WHAT THE TASK REQUIRES —
Every record that follows should be printed verbatim.

--------

//! Custom JSON extractor that returns errors as JSON

use axum::{
    extract::{FromRequest, OptionalFromRequest, Request},
    http::{header, StatusCode},
    response::{IntoResponse, Response},
    Json as AxumJson,
};
use serde::de::DeserializeOwned;

use super::error::{ApiError, ApiErrorType};

/// JSON extractor whose rejections use the API error envelope
#[derive(Debug, Clone, Copy, Default)]
pub struct Json<T>(pub T);

impl<T> Json<T> {
    /// Consume the extractor and return the inner value
    pub fn into_inner(self) -> T {
        self.0
    }
}

impl<T> std::ops::Deref for Json<T> {
    type Target = T;

    fn deref(&self) -> &Self::Target {
        &self.0
    }
}

impl<T> std::ops::DerefMut for Json<T> {
    fn deref_mut(&mut self) -> &mut Self::Target {
        &mut self.0
    }
}

/// JSON rejection error that returns API error format
#[derive(Debug)]
pub struct JsonRejection {
    status: StatusCode,
    message: String,
}

impl IntoResponse for JsonRejection {
    fn into_response(self) -> Response {
        ApiError::new(self.status, ApiErrorType::InvalidRequestError, self.message)
            .with_code("json_parse_error")
            .into_response()
    }
}

impl<S, T> FromRequest<S> for Json<T>
where
    T: DeserializeOwned,
    S: Send + Sync,
{
    type Rejection = JsonRejection;

    async fn from_request(req: Request, state: &S) -> Result<Self, Self::Rejection> {
        match <AxumJson<T> as FromRequest<S>>::from_request(req, state).await {
            Ok(AxumJson(value)) => Ok(Json(value)),
            Err(rejection) => {
                let message = format_rejection_message(&rejection);
                let status = rejection.status();

                Err(JsonRejection { status, message })
            }
        }
    }
}

/// `Option<Json<T>>` is `None` when the request carries no Content-Type;
/// a body that is present must still parse.
impl<S, T> OptionalFromRequest<S> for Json<T>
where
    T: DeserializeOwned,
    S: Send + Sync,
{
    type Rejection = JsonRejection;

    async fn from_request(req: Request, state: &S) -> Result<Option<Self>, Self::Rejection> {
        if !req.headers().contains_key(header::CONTENT_TYPE) {
            return Ok(None);
        }

        <Self as FromRequest<S>>::from_request(req, state)
            .await
            .map(Some)
    }
}

/// Format the rejection message to be more user-friendly
fn format_rejection_message(rejection: &axum::extract::rejection::JsonRejection) -> String {
    use axum::extract::rejection::JsonRejection::*;

    match rejection {
        JsonDataError(err) => {
            let msg = err.body_text();
            format!("Invalid JSON data: {}", msg)
        }
        JsonSyntaxError(err) => {
            format!("Invalid JSON syntax: {}", err.body_text())
        }
        MissingJsonContentType(_) => {
            "Missing Content-Type header. Expected 'application/json'.".to_string()
        }
        BytesRejection(err) => {
            format!("Failed to read request body: {}", err.body_text())
        }
        _ => "Invalid JSON request".to_string(),
    }
}

impl<T> IntoResponse for Json<T>
where
    T: serde::Serialize,
{
    fn into_response(self) -> Response {
        AxumJson(self.0).into_response()
    }
}

impl<T> From<T> for Json<T> {
    fn from(value: T) -> Self {
        Json(value)
    }
}
//! Domain layer - Core business rules and entities

pub mod error;
pub mod token;
pub mod user;

pub use error::{DomainError, TokenError};
pub use token::{TokenClaims, TokenKind, TokenPair, TokenSubject};
pub use user::{
    check_uniqueness, validate_changed_fields, validate_fields, FieldErrors, NewUser, User,
    UserChanges, UserId, UserRecord, UserRepository,
};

--------

RESULT OF THIS EXERCISE —
//! Custom JSON extractor that returns errors as JSON

use axum::{
    extract::{FromRequest, OptionalFromRequest, Request},
    http::{header, StatusCode},
    response::{IntoResponse, Response},
    Json as AxumJson,
};
use serde::de::DeserializeOwned;

use super::error::{ApiError, ApiErrorType};

/// JSON extractor whose rejections use the API error envelope
#[derive(Debug, Clone, Copy, Default)]
pub struct Json<T>(pub T);

impl<T> Json<T> {
    /// Consume the extractor and return the inner value
    pub fn into_inner(self) -> T {
        self.0
    }
}

impl<T> std::ops::Deref for Json<T> {
    type Target = T;

    fn deref(&self) -> &Self::Target {
        &self.0
    }
}

impl<T> std::ops::DerefMut for Json<T> {
    fn deref_mut(&mut self) -> &mut Self::Target {
        &mut self.0
    }
}

/// JSON rejection error that returns API error format
#[derive(Debug)]
pub struct JsonRejection {
    status: StatusCode,
    message: String,
}

impl IntoResponse for JsonRejection {
    fn into_response(self) -> Response {
        ApiError::new(self.status, ApiErrorType::InvalidRequestError, self.message)
            .with_code("json_parse_error")
            .into_response()
    }
}

impl<S, T> FromRequest<S> for Json<T>
where
    T: DeserializeOwned,
    S: Send + Sync,
{
    type Rejection = JsonRejection;

    async fn from_request(req: Request, state: &S) -> Result<Self, Self::Rejection> {
        match <AxumJson<T> as FromRequest<S>>::from_request(req, state).await {
            Ok(AxumJson(value)) => Ok(Json(value)),
            Err(rejection) => {
                let message = format_rejection_message(&rejection);
                let status = rejection.status();

                Err(JsonRejection { status, message })
            }
        }
    }
}

/// `Option<Json<T>>` is `None` when the request carries no Content-Type;
/// a body that is present must still parse.
impl<S, T> OptionalFromRequest<S> for Json<T>
where
    T: DeserializeOwned,
    S: Send + Sync,
{
    type Rejection = JsonRejection;

    async fn from_request(req: Request, state: &S) -> Result<Option<Self>, Self::Rejection> {
        if !req.headers().contains_key(header::CONTENT_TYPE) {
            return Ok(None);
        }

        <Self as FromRequest<S>>::from_request(req, state)
            .await
            .map(Some)
    }
}

/// Format the rejection message to be more user-friendly
fn format_rejection_message(rejection: &axum::extract::rejection::JsonRejection) -> String {
    use axum::extract::rejection::JsonRejection::*;

    match rejection {
        JsonDataError(err) => {
            let msg = err.body_text();
            format!("Invalid JSON data: {}", msg)
        }
        JsonSyntaxError(err) => {
            format!("Invalid JSON syntax: {}", err.body_text())
        }
        MissingJsonContentType(_) => {
            "Missing Content-Type header. Expected 'application/json'.".to_string()
        }
        BytesRejection(err) => {
            format!("Failed to read request body: {}", err.body_text())
        }
        _ => "Invalid JSON request".to_string(),
    }
}

impl<T> IntoResponse for Json<T>
where
    T: serde::Serialize,
{
    fn into_response(self) -> Response {
        AxumJson(self.0).into_response()
    }
}

impl<T> From<T> for Json<T> {
    fn from(value: T) -> Self {
        Json(value)
    }
}
//! Domain layer - Core business rules and entities

pub mod error;
pub mod token;
pub mod user;

pub use error::{DomainError, TokenError};
pub use token::{TokenClaims, TokenKind, TokenPair, TokenSubject};
pub use user::{
    check_uniqueness, validate_changed_fields, validate_fields, FieldErrors, NewUser, User,
    UserChanges, UserId, UserRecord, UserRepository,
};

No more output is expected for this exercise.